Jeebus, why does that even work? So you turn it into a bytea and then somehow it morphs into a geometry and finds a code path that avoids even the typmod check…

comment:10 by pramsey, 10 years ago

It's actually an error in the function bindings. The bytea⇒geography path is bound into the same function as the bytea⇒geometry path.
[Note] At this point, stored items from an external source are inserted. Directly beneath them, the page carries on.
//! Historical data accessor interface.

use std::collections::BTreeMap;

use chrono::NaiveDate;
use tracing::warn;

use crate::error::DataAccessError;

use super::types::PriceSeries;

/// Source of per-symbol price history.
///
/// Implementations must return bars strictly sorted by date, deduplicated, and
/// never include a bar dated on or after the requested cutoff.
pub trait HistoricalDataAccessor: Send + Sync {
    /// Symbols this accessor can serve.
    fn symbols(&self) -> Result<Vec<String>, DataAccessError>;

    /// Price history for `symbol` with every bar dated strictly before `cutoff`.
    fn load_until(&self, symbol: &str, cutoff: NaiveDate) -> Result<PriceSeries, DataAccessError>;

    /// Latest bar date across `symbols`, or `None` when none have data.
    /// Symbols that fail to load are skipped.
    fn latest_date(&self, symbols: &[String]) -> Result<Option<NaiveDate>, DataAccessError> {
        let mut latest: Option<NaiveDate> = None;
        for symbol in symbols {
            match self.load_until(symbol, NaiveDate::MAX) {
                Ok(series) => latest = latest.max(series.last_date()),
                Err(e) => warn!("Skipping {} in latest date lookup: {}", symbol, e),
            }
        }
        Ok(latest)
    }
}

/// Accessor over series held in memory.
#[derive(Debug, Clone, Default)]
pub struct InMemoryAccessor {
    series: BTreeMap<String, PriceSeries>,
}

impl InMemoryAccessor {
    pub fn new() -> Self {
        Self::default()
    }

    pub fn from_series(series: impl IntoIterator<Item = PriceSeries>) -> Self {
        let mut accessor = Self::new();
        for s in series {
            accessor.insert(s);
        }
        accessor
    }

    /// Add or replace a symbol's series.
    pub fn insert(&mut self, series: PriceSeries) {
        self.series.insert(series.symbol().to_string(), series);
    }
}

impl HistoricalDataAccessor for InMemoryAccessor {
    fn symbols(&self) -> Result<Vec<String>, DataAccessError> {
        Ok(self.series.keys().cloned().collect())
    }

    fn load_until(&self, symbol: &str, cutoff: NaiveDate) -> Result<PriceSeries, DataAccessError> {
        self.series
            .get(symbol)
            .map(|s| s.truncated_before(cutoff))
            .ok_or_else(|| DataAccessError::NotFound(symbol.to_string()))
    }

    fn latest_date(&self, symbols: &[String]) -> Result<Option<NaiveDate>, DataAccessError> {
        Ok(symbols
            .iter()
            .filter_map(|s| self.series.get(s))
            .filter_map(|s| s.last_date())
            .max())
    }
}

#[cfg(test)]
mod tests {
    use super::*;
    use crate::data::PriceBar;
    use rust_decimal_macros::dec;

    fn d(y: i32, m: u32, day: u32) -> NaiveDate {
        NaiveDate::from_ymd_opt(y, m, day).unwrap()
    }

    fn accessor() -> InMemoryAccessor {
        InMemoryAccessor::from_series([
            PriceSeries::from_bars(
                "AAA",
                vec![
                    PriceBar::flat(d(2024, 1, 2), dec!(10), 1),
                    PriceBar::flat(d(2024, 1, 3), dec!(11), 1),
                ],
            ),
            PriceSeries::from_bars(
                "BBB",
                vec![
                    PriceBar::flat(d(2024, 1, 2), dec!(20), 1),
                    PriceBar::flat(d(2024, 1, 5), dec!(21), 1),
                ],
            ),
        ])
    }

    #[test]
    fn test_load_until_never_leaks_cutoff() {
        let acc = accessor();
        let series = acc.load_until("BBB", d(2024, 1, 5)).unwrap();
        assert_eq!(series.len(), 1);
        assert!(series.bars().iter().all(|b| b.date < d(2024, 1, 5)));
    }

    #[test]
    fn test_latest_date_across_symbols() {
        let acc = accessor();
        let symbols = acc.symbols().unwrap();
        assert_eq!(symbols, vec!["AAA".to_string(), "BBB".to_string()]);
        assert_eq!(acc.latest_date(&symbols).unwrap(), Some(d(2024, 1, 5)));
        assert_eq!(acc.latest_date(&["AAA".to_string()]).unwrap(), Some(d(2024, 1, 3)));
        assert_eq!(acc.latest_date(&[]).unwrap(), None);
    }

    /// Serves only `symbols` and `load_until`, keeping the default
    /// `latest_date`.
    struct PlainAccessor(InMemoryAccessor);

    impl HistoricalDataAccessor for PlainAccessor {
        fn symbols(&self) -> Result<Vec<String>, DataAccessError> {
            self.0.symbols()
        }

        fn load_until(&self, symbol: &str, cutoff: NaiveDate) -> Result<PriceSeries, DataAccessError> {
            self.0.load_until(symbol, cutoff)
        }
    }

    #[test]
    fn test_default_latest_date_skips_unloadable_symbols() {
        let acc = PlainAccessor(accessor());
        let symbols = vec!["AAA".to_string(), "MISSING".to_string(), "BBB".to_string()];
        assert_eq!(acc.latest_date(&symbols).unwrap(), Some(d(2024, 1, 5)));
        assert_eq!(acc.latest_date(&["MISSING".to_string()]).unwrap(), None);
    }

    #[test]
    fn test_unknown_symbol_is_not_found() {
        let acc = accessor();
        assert!(matches!(
            acc.load_until("ZZZ", d(2024, 1, 5)),
            Err(DataAccessError::NotFound(_))
        ));
    }
}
Try this:

CREATE OR REPLACE FUNCTION geography(bytea)
	RETURNS geography
	AS '$libdir/postgis-2.1','geography_from_binary'
	LANGUAGE 'c' IMMUTABLE STRICT;

by pramsey, 10 years ago

Attachment: 2870.patch added

comment:11 by pramsey, 10 years ago

Milestone: PostGIS 2.1.4PostGIS 2.0.7
Resolution: fixed
Status: newclosed
Version: 2.1.x2.0.x

Committed,

comment:12 by robe, 10 years ago

Resolution: fixed
Status: closedreopened

I'm just playing the role of a whiny bastard, but I do believe you forgot to include a regression test to exercise this issue.

comment:13 by robe, 10 years ago

Also noticed no change notice in sql script in place. Fixed and added regress at r12889 for PostGIS 2.2 (trunk).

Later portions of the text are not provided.